> [EXERCISE DATA]:
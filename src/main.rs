use anyhow::Context;
use clap::{Parser, Subcommand};
use configuration::{LogFormat, Settings};
use database::connection::{connect, run_migrations};

/// The main entry point for the PV ledger service.
#[tokio::main]
async fn main() -> anyhow::Result<()> {
    // Load environment variables from .env file, if one exists
    dotenvy::dotenv().ok();

    // Parse command-line arguments
    let cli = Cli::parse();

    let mut settings = configuration::load_config().context("Failed to load configuration")?;
    cli.apply_overrides(&mut settings);
    // Overrides first, then validation.
    settings.validate()?;

    // The guard flushes the log file on drop, so it lives until main returns.
    let _log_guard = configuration::init_tracing(&settings.logging)?;

    // Execute the appropriate command
    match cli.command {
        Commands::Serve => web_server::run_server(&settings).await,
        Commands::Migrate => handle_migrate(&settings).await,
    }
}

// ==============================================================================
// CLI Structure
// ==============================================================================

/// Records photovoltaic installations and their production reports.
#[derive(Parser)]
#[command(author, version, about, long_about = None)]
struct Cli {
    #[command(subcommand)]
    command: Commands,

    /// Overrides `server.host`.
    #[arg(long, global = true)]
    host: Option<String>,

    /// Overrides `server.port`.
    #[arg(long, global = true)]
    port: Option<u16>,

    /// Overrides `logging.format`.
    #[arg(long, global = true, value_enum)]
    log_format: Option<LogFormat>,
}

#[derive(Subcommand)]
enum Commands {
    /// Apply migrations and serve the HTTP API.
    Serve,
    /// Apply pending database migrations and exit.
    Migrate,
}

impl Cli {
    fn apply_overrides(&self, settings: &mut Settings) {
        if let Some(host) = &self.host {
            settings.server.host = host.clone();
        }
        if let Some(port) = self.port {
            settings.server.port = port;
        }
        if let Some(format) = self.log_format {
            settings.logging.format = format;
        }
    }
}

async fn handle_migrate(settings: &Settings) -> anyhow::Result<()> {
    let db_pool = connect(&settings.database)
        .await
        .context("Failed to connect to the database")?;
    run_migrations(&db_pool)
        .await
        .context("Failed to run database migrations")?;
    tracing::info!("Database migrations applied.");
    Ok(())
}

> [PROBLEM TO WORK ON]:
Could you restate, word for word, the lines above from the one with "PV ledger service." to the one with "if let Some(format)", both included?

> [YOUR SOLUTION]:
/// The main entry point for the PV ledger service.
#[tokio::main]
async fn main() -> anyhow::Result<()> {
    // Load environment variables from .env file, if one exists
    dotenvy::dotenv().ok();

    // Parse command-line arguments
    let cli = Cli::parse();

    let mut settings = configuration::load_config().context("Failed to load configuration")?;
    cli.apply_overrides(&mut settings);
    // Overrides first, then validation.
    settings.validate()?;

    // The guard flushes the log file on drop, so it lives until main returns.
    let _log_guard = configuration::init_tracing(&settings.logging)?;

    // Execute the appropriate command
    match cli.command {
        Commands::Serve => web_server::run_server(&settings).await,
        Commands::Migrate => handle_migrate(&settings).await,
    }
}

// ==============================================================================
// CLI Structure
// ==============================================================================

/// Records photovoltaic installations and their production reports.
#[derive(Parser)]
#[command(author, version, about, long_about = None)]
struct Cli {
    #[command(subcommand)]
    command: Commands,

    /// Overrides `server.host`.
    #[arg(long, global = true)]
    host: Option<String>,

    /// Overrides `server.port`.
    #[arg(long, global = true)]
    port: Option<u16>,

    /// Overrides `logging.format`.
    #[arg(long, global = true, value_enum)]
    log_format: Option<LogFormat>,
}

#[derive(Subcommand)]
enum Commands {
    /// Apply migrations and serve the HTTP API.
    Serve,
    /// Apply pending database migrations and exit.
    Migrate,
}

impl Cli {
    fn apply_overrides(&self, settings: &mut Settings) {
        if let Some(host) = &self.host {
            settings.server.host = host.clone();
        }
        if let Some(port) = self.port {
            settings.server.port = port;
        }
        if let Some(format) = self.log_format {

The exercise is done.